The other guard, a large man with his dark hair tied back, who wore a corporal's badge, said, "Uh, Rusty, isn't Snake that nice lady who—"

"Shut up, Stone. What about her, Narni?"

"She's over at the Farmer's Market, and she's been robbed. Nine of them came and took something she was delivering. She's chasing them, and they're headed this way. I'm so glad I found you, Lieutenant. Ohhhhh, it was
horrible!
They...
There they are!"

And, in fact, nine men and women appeared in a group. The one in the middle did, in fact, seem to be carrying a parcel. And behind them, Snake—running, her whip uncoiled, her lips drawn back in a snarl.

The one called Stone said, "Uh...should we stop 'em, ay, Rusty?"

"Right, Stone," said the other, already drawing his short sword and moving to cut them off. Stone ambled after.

"Halt in the name of the Levar!" called the lieutenant from twenty feet away. His voice had the ring of power and authority; everyone around stopped at least long enough to see what was going on. Then they quickly moved out of the way. Neither of the guards noticed Narni duck behind a farmer's stall.

To the lieutenant's surprise, the nine of them actually did stop. But then one said, "We've been betrayed! Run, we'll hold them." Then he turned to the lieutenant and said, "We won't halt for murdering Red priests or their lackies, dog!" By the time he had finished speaking, his knife was in his hand. Five others had drawn weapons; the remaining three, also with their knives out, were running back up the street the way they'd come.

The lieutenant met the quickly-formed line of three men and three women. "Put down your weapons, please," he said.

The one who'd spoken before said, "And be handed over to your murdering masters? Never!"

From back up the street, the lieutenant heard what sounded like a crash, an oath, and a whip striking, followed by screams. His forehead was suddenly drenched with sweat.

"Please," he said. "Stand aside, or I'll have to force my way past you."

"Do your worst," said the man. On the faces before him, the lieutenant read determination and defiance, but no fear. He could still hear screams and oaths from up the street.

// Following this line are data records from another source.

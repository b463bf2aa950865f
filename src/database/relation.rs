//! One-hop relations that list and detail endpoints may populate.

use std::collections::HashMap;

use serde_json::Value;
use uuid::Uuid;

use super::collection::Collection;

#[derive(Debug, Clone, Copy, PartialEq, Eq, Hash)]
pub enum Relation {
    /// Mission → every incident whose `mission_id` is the mission, as `incidents`.
    MissionIncidents,
    /// Incident → its parent mission, as `mission`.
    IncidentMission,
    /// Report → its parent incident, as `incident`.
    ReportIncident,
}

impl Relation {
    pub fn source(&self) -> Collection {
        match self {
            Relation::MissionIncidents => Collection::Missions,
            Relation::IncidentMission => Collection::Incidents,
            Relation::ReportIncident => Collection::Reports,
        }
    }

    pub fn target(&self) -> Collection {
        match self {
            Relation::MissionIncidents => Collection::Incidents,
            Relation::IncidentMission => Collection::Missions,
            Relation::ReportIncident => Collection::Incidents,
        }
    }

    /// Field on the source records holding the join key.
    pub fn local_key(&self) -> &'static str {
        match self {
            Relation::MissionIncidents => "id",
            Relation::IncidentMission => "mission_id",
            Relation::ReportIncident => "incident_id",
        }
    }

    /// Column on the target collection matched against the join key.
    pub fn foreign_key(&self) -> &'static str {
        match self {
            Relation::MissionIncidents => "mission_id",
            Relation::IncidentMission | Relation::ReportIncident => "id",
        }
    }

    pub fn attach_as(&self) -> &'static str {
        match self {
            Relation::MissionIncidents => "incidents",
            Relation::IncidentMission => "mission",
            Relation::ReportIncident => "incident",
        }
    }

    /// Backward relations attach an array, forward ones a single record.
    pub fn is_many(&self) -> bool {
        matches!(self, Relation::MissionIncidents)
    }

    /// Distinct join keys present on the source records, in first-seen order.
    pub fn keys(&self, records: &[Value]) -> Vec<Uuid> {
        let mut keys: Vec<Uuid> = Vec::new();
        for record in records {
            if let Some(key) = key_of(record, self.local_key()) {
                if !keys.contains(&key) {
                    keys.push(key);
                }
            }
        }
        keys
    }

    /// Attach fetched target records onto the source records.
    ///
    /// Records that lack the join key (e.g. projected away) are left untouched.
    pub fn attach(&self, records: &mut [Value], related: Vec<Value>) {
        let mut by_key: HashMap<Uuid, Vec<Value>> = HashMap::new();
        for item in related {
            if let Some(key) = key_of(&item, self.foreign_key()) {
                by_key.entry(key).or_default().push(item);
            }
        }

        for record in records.iter_mut() {
            let Some(key) = key_of(record, self.local_key()) else {
                continue;
            };
            let matches = by_key.get(&key).cloned().unwrap_or_default();
            let attached = if self.is_many() {
                Value::Array(matches)
            } else {
                matches.into_iter().next().unwrap_or(Value::Null)
            };
            if let Value::Object(obj) = record {
                obj.insert(self.attach_as().to_string(), attached);
            }
        }
    }
}

fn key_of(record: &Value, field: &str) -> Option<Uuid> {
    record.get(field)?.as_str()?.parse().ok()
}
//! Object storage for report attachments.

use std::path::{Component, Path, PathBuf};

use async_trait::async_trait;

use crate::config::{StorageBackend, StorageConfig};

#[derive(Debug, thiserror::Error)]
pub enum StorageError {
    #[error("File upload failed: {0}")]
    Upload(String),

    #[error("File delete failed: {0}")]
    Delete(String),

    #[error("Object is not managed by this store: {0}")]
    Unmanaged(String),

    #[error("Invalid object key: {0}")]
    InvalidKey(String),

    #[error("Storage is not configured: {0}")]
    NotConfigured(&'static str),
}

#[async_trait]
pub trait ObjectStore: Send + Sync {
    /// Store `bytes` under `key`, returning the public URL.
    async fn put(&self, key: &str, content_type: &str, bytes: Vec<u8>) -> Result<String, StorageError>;

    /// Remove the object previously returned as `url`. Missing objects are not an error.
    async fn delete(&self, url: &str) -> Result<(), StorageError>;
}

pub fn from_config(config: &StorageConfig) -> Result<Box<dyn ObjectStore>, StorageError> {
    match config.backend {
        StorageBackend::Local => Ok(Box::new(LocalObjectStore::new(
            &config.local_root,
            &config.public_base_url,
        ))),
        StorageBackend::Http => {
            let bucket_url = config
                .bucket_url
                .clone()
                .ok_or(StorageError::NotConfigured("STORAGE_BUCKET_URL"))?;
            Ok(Box::new(HttpObjectStore::new(bucket_url, &config.public_base_url)))
        }
    }
}

/// Key of `url` relative to `base`, if it lives there.
fn key_from_url<'a>(base: &str, url: &'a str) -> Option<&'a str> {
    url.strip_prefix(base.trim_end_matches('/'))?
        .strip_prefix('/')
        .filter(|key| !key.is_empty())
}

fn public_url(base: &str, key: &str) -> String {
    format!("{}/{}", base.trim_end_matches('/'), key)
}

/// Keys are relative paths without `..`, so they cannot escape the store root.
fn validate_key(key: &str) -> Result<(), StorageError> {
    let path = Path::new(key);
    let ok = !key.is_empty() && path.components().all(|c| matches!(c, Component::Normal(_)));
    if ok {
        Ok(())
    } else {
        Err(StorageError::InvalidKey(key.to_string()))
    }
}

/// Filesystem-backed store; objects are served from `public_base_url`.
#[derive(Debug, Clone)]
pub struct LocalObjectStore {
    root: PathBuf,
    public_base_url: String,
}

impl LocalObjectStore {
    pub fn new(root: impl Into<PathBuf>, public_base_url: &str) -> Self {
        Self { root: root.into(), public_base_url: public_base_url.to_string() }
    }

    pub fn root(&self) -> &Path {
        &self.root
    }
}

#[async_trait]
impl ObjectStore for LocalObjectStore {
    async fn put(&self, key: &str, _content_type: &str, bytes: Vec<u8>) -> Result<String, StorageError> {
        validate_key(key)?;
        let path = self.root.join(key);
        if let Some(parent) = path.parent() {
            tokio::fs::create_dir_all(parent)
                .await
                .map_err(|e| StorageError::Upload(e.to_string()))?;
        }
        tokio::fs::write(&path, bytes)
            .await
            .map_err(|e| StorageError::Upload(e.to_string()))?;
        Ok(public_url(&self.public_base_url, key))
    }

    async fn delete(&self, url: &str) -> Result<(), StorageError> {
        let key = key_from_url(&self.public_base_url, url).ok_or_else(|| StorageError::Unmanaged(url.to_string()))?;
        validate_key(key)?;
        match tokio::fs::remove_file(self.root.join(key)).await {
            Ok(()) => Ok(()),
            Err(e) if e.kind() == std::io::ErrorKind::NotFound => Ok(()),
            Err(e) => Err(StorageError::Delete(e.to_string())),
        }
    }
}

/// Bucket reachable over plain HTTP PUT/DELETE.
#[derive(Debug, Clone)]
pub struct HttpObjectStore {
    client: reqwest::Client,
    bucket_url: String,
    public_base_url: String,
}

impl HttpObjectStore {
    pub fn new(bucket_url: impl Into<String>, public_base_url: &str) -> Self {
        Self {
            client: reqwest::Client::new(),
            bucket_url: bucket_url.into(),
            public_base_url: public_base_url.to_string(),
        }
    }
}

#[async_trait]
impl ObjectStore for HttpObjectStore {
    async fn put(&self, key: &str, content_type: &str, bytes: Vec<u8>) -> Result<String, StorageError> {
        validate_key(key)?;
        let response = self
            .client
            .put(public_url(&self.bucket_url, key))
            .header(reqwest::header::CONTENT_TYPE, content_type)
            .body(bytes)
            .send()
            .await
            .map_err(|e| StorageError::Upload(e.to_string()))?;

        if !response.status().is_success() {
            return Err(StorageError::Upload(format!("bucket responded {}", response.status())));
        }
        Ok(public_url(&self.public_base_url, key))
    }

    async fn delete(&self, url: &str) -> Result<(), StorageError> {
        let key = key_from_url(&self.public_base_url, url).ok_or_else(|| StorageError::Unmanaged(url.to_string()))?;
        let response = self
            .client
            .delete(public_url(&self.bucket_url, key))
            .send()
            .await
            .map_err(|e| StorageError::Delete(e.to_string()))?;

        let status = response.status();
        if status.is_success() || status == reqwest::StatusCode::NOT_FOUND {
            Ok(())
        } else {
            Err(StorageError::Delete(format!("bucket responded {}", status)))
        }
    }
}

"Damn it," he said, and strode forward. A knife flashed toward him. He dodged it and struck the man's head with the flat of his sword. Then there was another knife, and he repeated the process. Then there were two more knives flashing and he had no time to be careful. Next to him he heard Stone saying plaintively, "Aw, nuts, Rusty," and felt rather than saw Stone going into action. Stone, peace-loving though he was, knew only one way of fighting.

A few seconds later the lieutenant stepped over four corpses and two stunned prisoners, yelling over his shoulder, "Hang onto them, Stone." He raced up the street after the three who had fled.

He saw the woman first, on her back, her head at an impossible angle. One of the men was also on his back. There was nothing odd about his position, but he wasn't breathing, and, in any case, the lieutenant had seen enough death to recognize the condition. Of the other man, there was no doubt. There was a gash across his throat and a deep cut in his chest. Next to him was a flat bundle of cloth. Bits of broken glass lay next to it, and he caught the glint of blue gems from an exposed corner. Snake still held her whip and her knife, but now looked drained and sad.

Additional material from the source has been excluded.